Goal of the exercise ->
Should a line below contain the word "under", report it.

Given records ->
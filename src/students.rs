use crate::calc::CalcError;
use crate::model::{AttendanceRecord, Student, StudentData, SubjectMark};
use serde_json::json;
use uuid::Uuid;

/// Appends a student under a fresh UUID. Returns the new roster and the id.
pub fn add_student(
    students: &[Student],
    data: StudentData,
) -> Result<(Vec<Student>, String), CalcError> {
    let id = Uuid::new_v4().to_string();
    let next = add_student_with_id(students, id.clone(), data)?;
    Ok((next, id))
}

/// Appends a student under a caller-chosen id. A collision is a broken id
/// source and is reported, never ignored.
pub fn add_student_with_id(
    students: &[Student],
    id: String,
    data: StudentData,
) -> Result<Vec<Student>, CalcError> {
    if id.trim().is_empty() {
        return Err(CalcError::new("bad_params", "student id must not be empty"));
    }
    if students.iter().any(|s| s.id() == id) {
        return Err(
            CalcError::new("duplicate_id", format!("student id {} already exists", id))
                .with_details(json!({ "studentId": id })),
        );
    }
    let mut next = students.to_vec();
    next.push(Student::new(id, data));
    Ok(next)
}

/// Replaces the fields of the student with `id`, keeping the id and
/// recomputing the avatar. Unknown ids return the roster unchanged.
pub fn edit_student(students: &[Student], id: &str, data: StudentData) -> Vec<Student> {
    students
        .iter()
        .map(|s| {
            if s.id() == id {
                s.with_data(data.clone())
            } else {
                s.clone()
            }
        })
        .collect()
}

/// Removes the student with `id`. Unknown ids return the roster unchanged.
/// Attendance and marks rows for the student are left alone; see
/// [`remove_student_attendance`] and [`remove_student_marks`].
pub fn delete_student(students: &[Student], id: &str) -> Vec<Student> {
    students.iter().filter(|s| s.id() != id).cloned().collect()
}

pub fn remove_student_attendance(
    attendance: &[AttendanceRecord],
    student_id: &str,
) -> Vec<AttendanceRecord> {
    attendance
        .iter()
        .filter(|a| a.student_id != student_id)
        .cloned()
        .collect()
}

pub fn remove_student_marks(marks: &[SubjectMark], student_id: &str) -> Vec<SubjectMark> {
    marks
        .iter()
        .filter(|m| m.student_id != student_id)
        .cloned()
        .collect()
}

Exercise solution ->
/// Appends a student under a fresh UUID. Returns the new roster and the id.
/// Appends a student under a caller-chosen id. A collision is a broken id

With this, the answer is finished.